Given the sheer number of shows targeting younger and younger children, I presumed there must be some solid evidence in support of this programming. I was also secretly hoping that this was the case, given the countless things I could get done during a YouTube streamed episode of Baby Einstein.
Unfortunately, my presumptions were wrong, and my hopes dashed when I began looking into the effects of television programming on young children.
Here are some of the highlights from this research:
1. Despite what titles like "Baby Einstein" or "Baby Brain" suggest, children's programming does not appear to have a positive effect on the cognitive development of young children. In fact, there is quite a bit of data suggesting that screen time is associated with negative outcomes in kids under age 2. The American Academy of Pediatrics (AAP) has even gone so far as to state that children under 2 should not be exposed to television or media entertainment given that infants and toddlers lack the skills necessary to abstract meaning from these programs and that they learn best by interacting directly with their environment.
2. It appears that the AAP's message is getting totally overshadowed by the marketing efforts of the infant and toddler programming industry. In a recent survey, over 90% of parents reported that their children under 2 watch some tv, while over half said they considered this type of programming to be important and beneficial for young children.
3. Children don't have to be watching television to be affected by it. Studies suggest that infants and toddlers are less able to concentrate on active, hands-on play when a television is on. Consistent exposure to background TV has also been associated with problems in children's cognitive and language development and problems with attention later in childhood.

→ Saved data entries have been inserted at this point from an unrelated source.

//! PING frame (RFC 7540 §6.7).

use crate::error::Error;
use crate::flags::PingFlags;
use crate::header::FrameHeader;

const PAYLOAD_LEN: usize = 8;

#[derive(Debug, Clone, Copy, PartialEq, Eq)]
pub struct PingFrame {
    pub flags: PingFlags,
    pub opaque_data: [u8; 8],
}

impl PingFrame {
    pub fn decode(header: &FrameHeader, payload: &[u8]) -> Result<Self, Error> {
        if header.stream_id != 0 {
            return Err(Error::ProtocolError {
                reason: "PING on non-zero stream".into(),
                header: Some(*header),
            });
        }
        if payload.len() != PAYLOAD_LEN {
            return Err(Error::FrameSizeError(format!(
                "PING payload length {} != {}",
                payload.len(),
                PAYLOAD_LEN
            )));
        }
        let mut opaque_data = [0u8; 8];
        opaque_data.copy_from_slice(payload);
        Ok(Self {
            flags: PingFlags::from_bits_truncate(header.flags),
            opaque_data,
        })
    }

    pub fn encode_payload(&self) -> Vec<u8> {
        self.opaque_data.to_vec()
    }

    pub fn ack(&self) -> bool {
        self.flags.contains(PingFlags::ACK)
    }
}
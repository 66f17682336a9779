//! Per-frame-type flag accessors.
//!
//! HTTP/2 reuses flag bit values across frame types: 0x1 is `END_STREAM` on
//! DATA/HEADERS but `ACK` on SETTINGS/PING. Scoping each flag set to its own
//! type (rather than exposing the raw flags byte on the shared header)
//! makes misreading a bit as the wrong semantic impossible at the type
//! level.

use bitflags::bitflags;

bitflags! {
    /// RFC 7540 §6.1.
    pub struct DataFlags: u8 {
        const END_STREAM = 0x1;
        const PADDED = 0x8;
    }
}

bitflags! {
    /// RFC 7540 §6.2.
    pub struct HeadersFlags: u8 {
        const END_STREAM = 0x1;
        const END_HEADERS = 0x4;
        const PADDED = 0x8;
        const PRIORITY = 0x20;
    }
}

bitflags! {
    /// RFC 7540 §6.5.
    pub struct SettingsFlags: u8 {
        const ACK = 0x1;
    }
}

bitflags! {
    /// RFC 7540 §6.6.
    pub struct PushPromiseFlags: u8 {
        const END_HEADERS = 0x4;
        const PADDED = 0x8;
    }
}

bitflags! {
    /// RFC 7540 §6.7.
    pub struct PingFlags: u8 {
        const ACK = 0x1;
    }
}

bitflags! {
    /// RFC 7540 §6.10.
    pub struct ContinuationFlags: u8 {
        const END_HEADERS = 0x4;
    }
}
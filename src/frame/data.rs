//! DATA frame (RFC 7540 §6.1).

use crate::error::Error;
use crate::flags::DataFlags;
use crate::header::FrameHeader;

/// Application data for a stream, plus whatever padding the sender chose
/// to add.
///
/// Padding is transparent: a caller that only cares about `data` gets the
/// same bytes whether or not `pad_length` is set (see the codec's padding-
/// transparency property). `pad_length` and `flags` are preserved for
/// callers that re-serialize and want byte-for-byte fidelity.
#[derive(Debug, Clone, PartialEq, Eq)]
pub struct DataFrame {
    pub stream_id: u32,
    pub flags: DataFlags,
    pub pad_length: Option<u8>,
    pub data: Vec<u8>,
}

impl DataFrame {
    pub fn decode(header: &FrameHeader, payload: &[u8]) -> Result<Self, Error> {
        let flags = DataFlags::from_bits_truncate(header.flags);

        let (pad_length, data) = if flags.contains(DataFlags::PADDED) {
            if payload.is_empty() {
                return Err(Error::MalformedPadding {
                    pad_length: 0,
                    remaining: 0,
                });
            }
            let pad_length = payload[0] as usize;
            let remaining = payload.len() - 1;
            // pad_length == remaining is allowed (zero data bytes); only
            // pad_length > remaining is malformed.
            if pad_length > remaining {
                return Err(Error::MalformedPadding {
                    pad_length,
                    remaining,
                });
            }
            let data_end = payload.len() - pad_length;
            (Some(pad_length as u8), payload[1..data_end].to_vec())
        } else {
            (None, payload.to_vec())
        };

        Ok(Self {
            stream_id: header.stream_id,
            flags,
            pad_length,
            data,
        })
    }

    pub fn encode_payload(&self) -> Vec<u8> {
        let mut out = Vec::new();
        if let Some(pad_length) = self.pad_length {
            out.push(pad_length);
            out.extend_from_slice(&self.data);
            out.extend(std::iter::repeat(0u8).take(pad_length as usize));
        } else {
            out.extend_from_slice(&self.data);
        }
        out
    }

    /// Whether the PADDED flag is effectively set, derived from
    /// `pad_length` so encoders cannot desync flags from content.
    pub fn wire_flags(&self) -> DataFlags {
        let mut flags = self.flags;
        flags.set(DataFlags::PADDED, self.pad_length.is_some());
        flags
    }
}
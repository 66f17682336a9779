//! GOAWAY frame (RFC 7540 §6.8).

use crate::error::Error;
use crate::header::FrameHeader;

const FIXED_LEN: usize = 8;

#[derive(Debug, Clone, PartialEq, Eq)]
pub struct GoAwayFrame {
    pub last_stream_id: u32,
    pub error_code: u32,
    pub additional_debug_data: Vec<u8>,
}

impl GoAwayFrame {
    pub fn decode(header: &FrameHeader, payload: &[u8]) -> Result<Self, Error> {
        if header.stream_id != 0 {
            return Err(Error::ProtocolError {
                reason: "GOAWAY on non-zero stream".into(),
                header: Some(*header),
            });
        }
        if payload.len() < FIXED_LEN {
            return Err(Error::FrameSizeError(format!(
                "GOAWAY payload length {} < {}",
                payload.len(),
                FIXED_LEN
            )));
        }
        let raw = u32::from_be_bytes([payload[0], payload[1], payload[2], payload[3]]);
        let last_stream_id = raw & 0x7FFF_FFFF;
        let error_code = u32::from_be_bytes([payload[4], payload[5], payload[6], payload[7]]);
        Ok(Self {
            last_stream_id,
            error_code,
            additional_debug_data: payload[FIXED_LEN..].to_vec(),
        })
    }

    pub fn encode_payload(&self) -> Vec<u8> {
        let mut out = Vec::with_capacity(FIXED_LEN + self.additional_debug_data.len());
        out.extend_from_slice(&(self.last_stream_id & 0x7FFF_FFFF).to_be_bytes());
        out.extend_from_slice(&self.error_code.to_be_bytes());
        out.extend_from_slice(&self.additional_debug_data);
        out
    }
}
//! HEADERS + CONTINUATION sequencing.
//!
//! The codec decodes each frame's header-block fragment independently
//! against the shared HPACK decoder state; it does not buffer a "pending"
//! header block across frames or track which stream a HEADERS without
//! END_HEADERS left open. Reassembly and stream-sequencing are the stream
//! layer's job, demonstrated here by the caller doing it explicitly.

use h2_frame_codec::{CodecConfig, Frame, FrameHeader, HpackDecoder};

fn decode(bytes: &[u8], hpack: &mut HpackDecoder) -> Frame {
    let header = FrameHeader::parse(&bytes[0..9]).unwrap();
    Frame::decode(&header, &bytes[9..], hpack, &CodecConfig::default()).unwrap()
}

#[test]
fn headers_without_end_headers_yields_only_its_own_fragment() {
    let mut hpack = HpackDecoder::new();
    let mut data = vec![0, 0, 3, 1, 0, 0, 0, 0, 1];
    data.extend_from_slice(&[0x82, 0x86, 0x84]);
    match decode(&data, &mut hpack) {
        Frame::Headers(f) => {
            assert!(!f.flags.contains(h2_frame_codec::flags::HeadersFlags::END_HEADERS));
            assert_eq!(f.header_block, vec![0x82, 0x86, 0x84]);
            assert_eq!(f.headers.len(), 3);
        }
        other => panic!("expected Headers, got {:?}", other),
    }
}

#[test]
fn continuation_decodes_against_the_same_running_hpack_state() {
    // The HEADERS fragment above references indexed entries; a CONTINUATION
    // that follows must decode against the *same* HpackDecoder instance to
    // see consistent dynamic-table state, which is exactly what the caller
    // is responsible for threading through.
    let mut hpack = HpackDecoder::new();
    let mut headers_frame = vec![0, 0, 2, 1, 0, 0, 0, 0, 3];
    headers_frame.extend_from_slice(&[0x82, 0x86]);
    let first = decode(&headers_frame, &mut hpack);
    let first_block = match first {
        Frame::Headers(f) => f.header_block,
        _ => panic!("expected Headers"),
    };

    let mut cont_frame = vec![0, 0, 1, 9, 4, 0, 0, 0, 3];
    cont_frame.extend_from_slice(&[0x84]);
    let second = decode(&cont_frame, &mut hpack);
    let (flags, cont_block) = match second {
        Frame::Continuation(f) => (f.flags, f.header_block),
        other => panic!("expected Continuation, got {:?}", other),
    };
    assert!(flags.contains(h2_frame_codec::flags::ContinuationFlags::END_HEADERS));

    // Reassembly is the caller's job: concatenating the raw fragments
    // reproduces the logical header block.
    let mut full_block = first_block;
    full_block.extend_from_slice(&cont_block);
    assert_eq!(full_block, vec![0x82, 0x86, 0x84]);
}

#[test]
fn continuation_on_a_different_stream_is_not_rejected_by_the_codec() {
    // No cross-frame stream bookkeeping exists in this codec: a
    // CONTINUATION naming a stream that never saw an open HEADERS decodes
    // just fine on its own. Catching the mismatch is the stream layer's job.
    let mut hpack = HpackDecoder::new();
    let mut cont_frame = vec![0, 0, 1, 9, 4, 0, 0, 0, 3];
    cont_frame.extend_from_slice(&[0x82]);
    match decode(&cont_frame, &mut hpack) {
        Frame::Continuation(f) => assert_eq!(f.stream_id, 3),
        other => panic!("expected Continuation, got {:?}", other),
    }
}

#[test]
fn continuation_header_block_too_large_is_rejected_independently() {
    let mut hpack = HpackDecoder::new();
    let big_block = vec![0x82u8; 300 * 1024];
    let len = big_block.len() as u32;
    let mut data = vec![
        (len >> 16) as u8,
        (len >> 8) as u8,
        len as u8,
        9, // CONTINUATION
        0x4,
        0, 0, 0, 1,
    ];
    data.extend_from_slice(&big_block);
    let header = FrameHeader::parse(&data[0..9]).unwrap();
    let result = Frame::decode(&header, &data[9..], &mut hpack, &CodecConfig::default());
    assert!(matches!(result, Err(h2_frame_codec::Error::HeaderBlockTooLarge { .. })));
}

#[test]
fn headers_initial_block_within_limit_decodes() {
    let mut hpack = HpackDecoder::new();
    let block = vec![0x82u8; 100];
    let len = block.len() as u32;
    let mut data = vec![
        (len >> 16) as u8,
        (len >> 8) as u8,
        len as u8,
        1, // HEADERS
        0,
        0, 0, 0, 1,
    ];
    data.extend_from_slice(&block);
    let header = FrameHeader::parse(&data[0..9]).unwrap();
    let frame = Frame::decode(&header, &data[9..], &mut hpack, &CodecConfig::default()).unwrap();
    assert!(matches!(frame, Frame::Headers(_)));
}
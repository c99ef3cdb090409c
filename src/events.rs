//! Domain event publishing.

use crate::domain::events::DomainEvent;

pub const SUBJECT_PREFIX: &str = "junimo.catalog";

/// Where drained aggregate events go. Publishing is best effort: failures are
/// logged and never fail the write that raised the event.
#[derive(Clone, Debug, Default)]
pub enum EventPublisher {
    #[default]
    Log,
    Nats(async_nats::Client),
}

impl EventPublisher {
    pub async fn connect(url: Option<&str>) -> Self {
        let Some(url) = url else { return Self::Log };
        match async_nats::connect(url).await {
            Ok(client) => { tracing::info!(%url, "publishing catalog events to NATS"); Self::Nats(client) }
            Err(err) => { tracing::warn!(%url, error = %err, "NATS unavailable; events will only be logged"); Self::Log }
        }
    }

    pub fn subject(event: &DomainEvent) -> String { format!("{SUBJECT_PREFIX}.{}", event.kind()) }

    pub async fn publish(&self, events: Vec<DomainEvent>) {
        for event in events {
            let subject = Self::subject(&event);
            match self {
                Self::Log => tracing::debug!(%subject, ?event, "domain event"),
                Self::Nats(client) => {
                    let payload = match serde_json::to_vec(&event) {
                        Ok(p) => p,
                        Err(err) => { tracing::error!(%subject, error = %err, "could not encode event"); continue; }
                    };
                    if let Err(err) = client.publish(subject.clone(), payload.into()).await {
                        tracing::warn!(%subject, error = %err, "failed to publish event");
                    }
                }
            }
        }
    }
}
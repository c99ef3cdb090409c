//! Domain events
use crate::domain::value_objects::{CategoryName, CodePrefix, Sku};
use rust_decimal::Decimal;
use serde::Serialize;

#[derive(Clone, Debug, PartialEq, Serialize)]
#[serde(tag = "aggregate", content = "event", rename_all = "snake_case")]
pub enum DomainEvent {
    Product(ProductEvent),
    Category(CategoryEvent),
}

impl DomainEvent {
    /// Subject suffix used when publishing, e.g. `product.created`.
    pub fn kind(&self) -> &'static str {
        match self {
            Self::Product(ProductEvent::Created { .. }) => "product.created",
            Self::Product(ProductEvent::Published { .. }) => "product.published",
            Self::Product(ProductEvent::Archived { .. }) => "product.archived",
            Self::Product(ProductEvent::PriceChanged { .. }) => "product.price_changed",
            Self::Product(ProductEvent::StockAdded { .. }) => "product.stock_added",
            Self::Product(ProductEvent::StockRemoved { .. }) => "product.stock_removed",
            Self::Product(ProductEvent::Deleted { .. }) => "product.deleted",
            Self::Category(CategoryEvent::Registered { .. }) => "category.registered",
        }
    }
}

#[derive(Clone, Debug, PartialEq, Serialize)]
#[serde(tag = "type", rename_all = "snake_case")]
pub enum ProductEvent {
    Created { sku: Sku, category: CategoryName },
    Published { sku: Sku },
    Archived { sku: Sku },
    PriceChanged { sku: Sku, amount: Decimal },
    StockAdded { sku: Sku, quantity: u32 },
    StockRemoved { sku: Sku, quantity: u32 },
    Deleted { sku: Sku },
}

#[derive(Clone, Debug, PartialEq, Serialize)]
#[serde(tag = "type", rename_all = "snake_case")]
pub enum CategoryEvent {
    Registered { name: CategoryName, prefix: CodePrefix },
}
//! Next free numeric suffix for a prefix.

use serde::Serialize;

use super::clock::Clock;
use super::registry::Registry;

/// Candidate checks before giving up on sequential suffixes.
pub const MAX_ATTEMPTS: u32 = 100;
/// Minimum zero-padded width; larger numbers widen naturally.
pub const MIN_WIDTH: usize = 3;
/// Digits of epoch milliseconds used by the fallback suffix.
pub const FALLBACK_DIGITS: u32 = 6;

#[derive(Debug, Clone, Copy, PartialEq, Eq, Serialize)]
#[serde(rename_all = "snake_case")]
pub enum SuffixSource {
    Sequential,
    /// Sequential candidates ran out; the code is not checked against the registry.
    TimestampFallback,
}

#[derive(Debug, Clone, PartialEq, Eq)]
pub struct AllocatedSuffix {
    pub code: String,
    pub source: SuffixSource,
    pub attempts: u32,
}

pub fn format_code(prefix: &str, n: u64) -> String {
    format!("{prefix}{n:0width$}", width = MIN_WIDTH)
}

/// Numeric remainder of `code` once `prefix` is stripped, if it is all digits.
pub fn parse_suffix(prefix: &str, code: &str) -> Option<u64> {
    let rest = code.strip_prefix(prefix)?;
    if rest.is_empty() || !rest.bytes().all(|b| b.is_ascii_digit()) {
        return None;
    }
    rest.parse().ok()
}

/// Proposes one past the highest numeric suffix issued under `prefix` (or 1),
/// then walks forward until a code absent from the whole registry is found.
pub fn allocate_suffix(prefix: &str, registry: &Registry<'_>, clock: &dyn Clock) -> AllocatedSuffix {
    let last = registry.with_prefix(prefix).filter_map(|code| parse_suffix(prefix, code)).max();
    let start = match last {
        Some(last) => last.checked_add(1),
        None => Some(1),
    };
    probe(prefix, start, |code| registry.contains(code), clock)
}

pub(crate) fn probe<F>(prefix: &str, start: Option<u64>, is_taken: F, clock: &dyn Clock) -> AllocatedSuffix
where
    F: Fn(&str) -> bool,
{
    let mut next = start;
    let mut attempts = 0;
    while let Some(n) = next {
        if attempts == MAX_ATTEMPTS {
            break;
        }
        attempts += 1;
        let code = format_code(prefix, n);
        if !is_taken(&code) {
            return AllocatedSuffix { code, source: SuffixSource::Sequential, attempts };
        }
        next = n.checked_add(1);
    }

    let modulus = 10_i64.pow(FALLBACK_DIGITS);
    let stamp = clock.now_millis().rem_euclid(modulus);
    AllocatedSuffix {
        code: format!("{prefix}{stamp:0width$}", width = FALLBACK_DIGITS as usize),
        source: SuffixSource::TimestampFallback,
        attempts,
    }
}
//! Counters for allocator fallbacks.
//!
//! Neither fallback fails the allocation, so these counters are how operators
//! notice a registry that has outgrown the allocator.

use serde::Serialize;
use std::sync::atomic::{AtomicU64, Ordering};

#[derive(Debug, Default)]
pub struct AllocationStats {
    allocations: AtomicU64,
    prefix_exhausted: AtomicU64,
    timestamp_fallbacks: AtomicU64,
}

#[derive(Debug, Clone, Copy, Default, PartialEq, Eq, Serialize)]
pub struct AllocationStatsSnapshot {
    pub allocations: u64,
    pub prefix_exhausted: u64,
    pub timestamp_fallbacks: u64,
}

impl AllocationStats {
    pub fn new() -> Self {
        Self::default()
    }

    pub(crate) fn record_allocation(&self) {
        self.allocations.fetch_add(1, Ordering::Relaxed);
    }

    pub(crate) fn record_prefix_exhausted(&self) {
        self.prefix_exhausted.fetch_add(1, Ordering::Relaxed);
    }

    pub(crate) fn record_timestamp_fallback(&self) {
        self.timestamp_fallbacks.fetch_add(1, Ordering::Relaxed);
    }

    pub fn snapshot(&self) -> AllocationStatsSnapshot {
        AllocationStatsSnapshot {
            allocations: self.allocations.load(Ordering::Relaxed),
            prefix_exhausted: self.prefix_exhausted.load(Ordering::Relaxed),
            timestamp_fallbacks: self.timestamp_fallbacks.load(Ordering::Relaxed),
        }
    }
}

#[cfg(test)]
mod tests {
    use super::*;

    #[test]
    fn snapshot_reflects_counts() {
        let stats = AllocationStats::new();
        stats.record_allocation();
        stats.record_allocation();
        stats.record_timestamp_fallback();
        assert_eq!(
            stats.snapshot(),
            AllocationStatsSnapshot { allocations: 2, prefix_exhausted: 0, timestamp_fallbacks: 1 }
        );
    }
}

So here's the reality: you might find yourself relying on screen time in order to cut your infant's nails or change a diaper from time to time. You may even routinely rely on a program or television time in order to balance the demands of multiple kids and obligations. To be honest, despite all of the points made above, I've recently begun cuddling up with my 18 month old for 10-20 minutes of Baby Einstein after her dad leaves for work in the morning. She growls loudly along with the lion puppets as I inhale the intoxicating smell of baby sleep still on her pajamas.
But we must be careful not to fall into the artfully constructed trap of believing that programming for infants and toddlers is beneficial or a means of cognitive development. This simply has not proven to be the case.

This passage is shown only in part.